▸ Exercise:
Reproduce the whole listing below exactly.

-*-

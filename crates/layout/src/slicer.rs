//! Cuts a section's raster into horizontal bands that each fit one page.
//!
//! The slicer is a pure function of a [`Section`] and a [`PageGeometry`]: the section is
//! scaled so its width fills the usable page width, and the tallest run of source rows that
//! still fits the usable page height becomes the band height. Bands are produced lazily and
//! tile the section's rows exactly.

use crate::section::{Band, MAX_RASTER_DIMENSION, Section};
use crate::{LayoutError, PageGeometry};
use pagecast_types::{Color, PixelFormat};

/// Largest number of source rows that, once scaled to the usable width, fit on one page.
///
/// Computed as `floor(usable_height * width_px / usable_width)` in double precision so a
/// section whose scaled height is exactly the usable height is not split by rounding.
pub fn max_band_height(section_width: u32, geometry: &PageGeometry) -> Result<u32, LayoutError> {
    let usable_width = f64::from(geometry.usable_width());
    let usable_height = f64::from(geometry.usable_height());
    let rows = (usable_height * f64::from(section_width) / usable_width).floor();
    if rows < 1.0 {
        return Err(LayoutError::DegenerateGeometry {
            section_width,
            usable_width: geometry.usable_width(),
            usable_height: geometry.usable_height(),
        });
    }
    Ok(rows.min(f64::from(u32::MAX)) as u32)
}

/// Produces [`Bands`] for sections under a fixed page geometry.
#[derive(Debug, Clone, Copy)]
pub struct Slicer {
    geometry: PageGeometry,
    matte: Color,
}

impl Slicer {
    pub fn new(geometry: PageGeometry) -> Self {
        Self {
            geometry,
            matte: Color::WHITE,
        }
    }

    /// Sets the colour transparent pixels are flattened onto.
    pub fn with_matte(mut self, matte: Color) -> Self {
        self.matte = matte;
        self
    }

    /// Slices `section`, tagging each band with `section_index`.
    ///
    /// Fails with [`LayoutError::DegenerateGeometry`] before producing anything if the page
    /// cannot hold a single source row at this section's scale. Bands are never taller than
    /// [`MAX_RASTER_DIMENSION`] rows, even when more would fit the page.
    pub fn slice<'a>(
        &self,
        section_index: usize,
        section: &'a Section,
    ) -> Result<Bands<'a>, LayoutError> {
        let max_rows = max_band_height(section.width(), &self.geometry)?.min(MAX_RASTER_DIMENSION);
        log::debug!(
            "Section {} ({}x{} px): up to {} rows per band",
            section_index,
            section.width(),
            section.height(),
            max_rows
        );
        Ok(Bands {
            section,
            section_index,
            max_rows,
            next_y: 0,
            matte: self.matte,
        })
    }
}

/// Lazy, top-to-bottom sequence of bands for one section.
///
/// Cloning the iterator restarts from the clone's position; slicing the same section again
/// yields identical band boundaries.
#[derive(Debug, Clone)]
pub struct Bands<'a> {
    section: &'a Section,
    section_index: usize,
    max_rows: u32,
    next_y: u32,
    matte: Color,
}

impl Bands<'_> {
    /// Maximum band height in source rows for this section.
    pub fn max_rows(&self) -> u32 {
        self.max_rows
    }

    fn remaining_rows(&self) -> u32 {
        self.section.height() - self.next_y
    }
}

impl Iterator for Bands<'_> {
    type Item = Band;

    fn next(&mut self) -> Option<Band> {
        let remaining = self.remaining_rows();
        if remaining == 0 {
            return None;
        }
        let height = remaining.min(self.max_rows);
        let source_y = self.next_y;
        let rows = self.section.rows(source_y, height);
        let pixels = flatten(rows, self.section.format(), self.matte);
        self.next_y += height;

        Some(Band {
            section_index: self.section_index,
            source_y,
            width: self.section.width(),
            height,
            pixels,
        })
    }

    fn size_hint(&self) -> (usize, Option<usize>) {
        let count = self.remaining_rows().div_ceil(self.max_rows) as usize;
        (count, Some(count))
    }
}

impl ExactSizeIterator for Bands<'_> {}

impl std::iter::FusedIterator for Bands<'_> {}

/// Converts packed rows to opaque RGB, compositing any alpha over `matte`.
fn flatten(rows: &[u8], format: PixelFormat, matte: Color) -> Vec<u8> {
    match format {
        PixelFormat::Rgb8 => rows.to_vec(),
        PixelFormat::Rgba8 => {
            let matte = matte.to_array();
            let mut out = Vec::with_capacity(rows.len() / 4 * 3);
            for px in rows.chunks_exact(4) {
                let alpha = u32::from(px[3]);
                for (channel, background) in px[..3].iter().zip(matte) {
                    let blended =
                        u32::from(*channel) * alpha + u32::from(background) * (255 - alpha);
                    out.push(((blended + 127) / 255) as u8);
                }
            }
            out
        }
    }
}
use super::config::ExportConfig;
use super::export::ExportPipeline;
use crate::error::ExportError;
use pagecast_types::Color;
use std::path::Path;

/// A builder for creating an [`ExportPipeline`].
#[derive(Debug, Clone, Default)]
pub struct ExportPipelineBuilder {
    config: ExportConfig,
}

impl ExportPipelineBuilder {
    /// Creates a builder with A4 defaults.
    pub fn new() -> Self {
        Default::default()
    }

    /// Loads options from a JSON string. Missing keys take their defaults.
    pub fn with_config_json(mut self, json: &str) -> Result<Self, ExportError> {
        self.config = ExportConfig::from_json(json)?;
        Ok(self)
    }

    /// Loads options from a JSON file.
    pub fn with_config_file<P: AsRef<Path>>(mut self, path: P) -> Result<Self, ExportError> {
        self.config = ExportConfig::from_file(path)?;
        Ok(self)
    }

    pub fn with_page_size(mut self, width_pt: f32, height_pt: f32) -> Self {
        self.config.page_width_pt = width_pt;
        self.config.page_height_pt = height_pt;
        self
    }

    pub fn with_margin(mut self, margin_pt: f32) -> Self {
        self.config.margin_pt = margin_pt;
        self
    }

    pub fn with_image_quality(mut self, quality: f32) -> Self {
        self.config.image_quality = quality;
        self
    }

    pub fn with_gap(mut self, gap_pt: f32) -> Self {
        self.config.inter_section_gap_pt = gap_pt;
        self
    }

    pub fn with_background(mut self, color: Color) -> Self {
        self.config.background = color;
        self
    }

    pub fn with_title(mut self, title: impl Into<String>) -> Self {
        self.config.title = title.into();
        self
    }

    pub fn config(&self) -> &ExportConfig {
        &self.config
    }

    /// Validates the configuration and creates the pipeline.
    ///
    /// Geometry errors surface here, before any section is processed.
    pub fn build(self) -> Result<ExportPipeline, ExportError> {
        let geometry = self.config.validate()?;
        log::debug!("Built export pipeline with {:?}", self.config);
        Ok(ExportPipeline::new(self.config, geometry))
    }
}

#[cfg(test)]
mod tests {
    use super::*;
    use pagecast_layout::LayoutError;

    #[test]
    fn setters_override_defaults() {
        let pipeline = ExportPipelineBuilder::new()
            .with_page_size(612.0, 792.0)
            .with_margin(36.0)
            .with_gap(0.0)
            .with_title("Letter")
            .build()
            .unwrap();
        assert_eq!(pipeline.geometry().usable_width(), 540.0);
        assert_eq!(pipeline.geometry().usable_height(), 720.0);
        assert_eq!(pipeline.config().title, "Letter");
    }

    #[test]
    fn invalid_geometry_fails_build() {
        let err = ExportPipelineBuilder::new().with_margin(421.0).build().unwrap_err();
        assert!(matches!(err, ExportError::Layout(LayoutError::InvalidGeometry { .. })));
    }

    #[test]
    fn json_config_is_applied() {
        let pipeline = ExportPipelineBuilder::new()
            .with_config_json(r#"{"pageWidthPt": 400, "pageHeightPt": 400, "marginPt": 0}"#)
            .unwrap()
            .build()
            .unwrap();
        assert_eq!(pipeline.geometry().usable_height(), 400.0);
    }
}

-*-

▸ Result of the exercise:
filename crates/layout/src/slicer.rs
//! Cuts a section's raster into horizontal bands that each fit one page.
//!
//! The slicer is a pure function of a [`Section`] and a [`PageGeometry`]: the section is
//! scaled so its width fills the usable page width, and the tallest run of source rows that
//! still fits the usable page height becomes the band height. Bands are produced lazily and
//! tile the section's rows exactly.

use crate::section::{Band, MAX_RASTER_DIMENSION, Section};
use crate::{LayoutError, PageGeometry};
use pagecast_types::{Color, PixelFormat};

/// Largest number of source rows that, once scaled to the usable width, fit on one page.
///
/// Computed as `floor(usable_height * width_px / usable_width)` in double precision so a
/// section whose scaled height is exactly the usable height is not split by rounding.
pub fn max_band_height(section_width: u32, geometry: &PageGeometry) -> Result<u32, LayoutError> {
    let usable_width = f64::from(geometry.usable_width());
    let usable_height = f64::from(geometry.usable_height());
    let rows = (usable_height * f64::from(section_width) / usable_width).floor();
    if rows < 1.0 {
        return Err(LayoutError::DegenerateGeometry {
            section_width,
            usable_width: geometry.usable_width(),
            usable_height: geometry.usable_height(),
        });
    }
    Ok(rows.min(f64::from(u32::MAX)) as u32)
}

/// Produces [`Bands`] for sections under a fixed page geometry.
#[derive(Debug, Clone, Copy)]
pub struct Slicer {
    geometry: PageGeometry,
    matte: Color,
}

impl Slicer {
    pub fn new(geometry: PageGeometry) -> Self {
        Self {
            geometry,
            matte: Color::WHITE,
        }
    }

    /// Sets the colour transparent pixels are flattened onto.
    pub fn with_matte(mut self, matte: Color) -> Self {
        self.matte = matte;
        self
    }

    /// Slices `section`, tagging each band with `section_index`.
    ///
    /// Fails with [`LayoutError::DegenerateGeometry`] before producing anything if the page
    /// cannot hold a single source row at this section's scale. Bands are never taller than
    /// [`MAX_RASTER_DIMENSION`] rows, even when more would fit the page.
    pub fn slice<'a>(
        &self,
        section_index: usize,
        section: &'a Section,
    ) -> Result<Bands<'a>, LayoutError> {
        let max_rows = max_band_height(section.width(), &self.geometry)?.min(MAX_RASTER_DIMENSION);
        log::debug!(
            "Section {} ({}x{} px): up to {} rows per band",
            section_index,
            section.width(),
            section.height(),
            max_rows
        );
        Ok(Bands {
            section,
            section_index,
            max_rows,
            next_y: 0,
            matte: self.matte,
        })
    }
}

/// Lazy, top-to-bottom sequence of bands for one section.
///
/// Cloning the iterator restarts from the clone's position; slicing the same section again
/// yields identical band boundaries.
#[derive(Debug, Clone)]
pub struct Bands<'a> {
    section: &'a Section,
    section_index: usize,
    max_rows: u32,
    next_y: u32,
    matte: Color,
}

impl Bands<'_> {
    /// Maximum band height in source rows for this section.
    pub fn max_rows(&self) -> u32 {
        self.max_rows
    }

    fn remaining_rows(&self) -> u32 {
        self.section.height() - self.next_y
    }
}

impl Iterator for Bands<'_> {
    type Item = Band;

    fn next(&mut self) -> Option<Band> {
        let remaining = self.remaining_rows();
        if remaining == 0 {
            return None;
        }
        let height = remaining.min(self.max_rows);
        let source_y = self.next_y;
        let rows = self.section.rows(source_y, height);
        let pixels = flatten(rows, self.section.format(), self.matte);
        self.next_y += height;

        Some(Band {
            section_index: self.section_index,
            source_y,
            width: self.section.width(),
            height,
            pixels,
        })
    }

    fn size_hint(&self) -> (usize, Option<usize>) {
        let count = self.remaining_rows().div_ceil(self.max_rows) as usize;
        (count, Some(count))
    }
}

impl ExactSizeIterator for Bands<'_> {}

impl std::iter::FusedIterator for Bands<'_> {}

/// Converts packed rows to opaque RGB, compositing any alpha over `matte`.
fn flatten(rows: &[u8], format: PixelFormat, matte: Color) -> Vec<u8> {
    match format {
        PixelFormat::Rgb8 => rows.to_vec(),
        PixelFormat::Rgba8 => {
            let matte = matte.to_array();
            let mut out = Vec::with_capacity(rows.len() / 4 * 3);
            for px in rows.chunks_exact(4) {
                let alpha = u32::from(px[3]);
                for (channel, background) in px[..3].iter().zip(matte) {
                    let blended =
                        u32::from(*channel) * alpha + u32::from(background) * (255 - alpha);
                    out.push(((blended + 127) / 255) as u8);
                }
            }
            out
        }
    }
}
use super::config::ExportConfig;
use super::export::ExportPipeline;
use crate::error::ExportError;
use pagecast_types::Color;
use std::path::Path;

/// A builder for creating an [`ExportPipeline`].
#[derive(Debug, Clone, Default)]
pub struct ExportPipelineBuilder {
    config: ExportConfig,
}

impl ExportPipelineBuilder {
    /// Creates a builder with A4 defaults.
    pub fn new() -> Self {
        Default::default()
    }

    /// Loads options from a JSON string. Missing keys take their defaults.
    pub fn with_config_json(mut self, json: &str) -> Result<Self, ExportError> {
        self.config = ExportConfig::from_json(json)?;
        Ok(self)
    }

    /// Loads options from a JSON file.
    pub fn with_config_file<P: AsRef<Path>>(mut self, path: P) -> Result<Self, ExportError> {
        self.config = ExportConfig::from_file(path)?;
        Ok(self)
    }

    pub fn with_page_size(mut self, width_pt: f32, height_pt: f32) -> Self {
        self.config.page_width_pt = width_pt;
        self.config.page_height_pt = height_pt;
        self
    }

    pub fn with_margin(mut self, margin_pt: f32) -> Self {
        self.config.margin_pt = margin_pt;
        self
    }

    pub fn with_image_quality(mut self, quality: f32) -> Self {
        self.config.image_quality = quality;
        self
    }

    pub fn with_gap(mut self, gap_pt: f32) -> Self {
        self.config.inter_section_gap_pt = gap_pt;
        self
    }

    pub fn with_background(mut self, color: Color) -> Self {
        self.config.background = color;
        self
    }

    pub fn with_title(mut self, title: impl Into<String>) -> Self {
        self.config.title = title.into();
        self
    }

    pub fn config(&self) -> &ExportConfig {
        &self.config
    }

    /// Validates the configuration and creates the pipeline.
    ///
    /// Geometry errors surface here, before any section is processed.
    pub fn build(self) -> Result<ExportPipeline, ExportError> {
        let geometry = self.config.validate()?;
        log::debug!("Built export pipeline with {:?}", self.config);
        Ok(ExportPipeline::new(self.config, geometry))
    }
}

#[cfg(test)]
mod tests {
    use super::*;
    use pagecast_layout::LayoutError;

    #[test]
    fn setters_override_defaults() {
        let pipeline = ExportPipelineBuilder::new()
            .with_page_size(612.0, 792.0)
            .with_margin(36.0)
            .with_gap(0.0)
            .with_title("Letter")
            .build()
            .unwrap();
        assert_eq!(pipeline.geometry().usable_width(), 540.0);
        assert_eq!(pipeline.geometry().usable_height(), 720.0);
        assert_eq!(pipeline.config().title, "Letter");
    }

    #[test]
    fn invalid_geometry_fails_build() {
        let err = ExportPipelineBuilder::new().with_margin(421.0).build().unwrap_err();
        assert!(matches!(err, ExportError::Layout(LayoutError::InvalidGeometry { .. })));
    }

    #[test]
    fn json_config_is_applied() {
        let pipeline = ExportPipelineBuilder::new()
            .with_config_json(r#"{"pageWidthPt": 400, "pageHeightPt": 400, "marginPt": 0}"#)
            .unwrap()
            .build()
            .unwrap();
        assert_eq!(pipeline.geometry().usable_height(), 400.0);
    }
}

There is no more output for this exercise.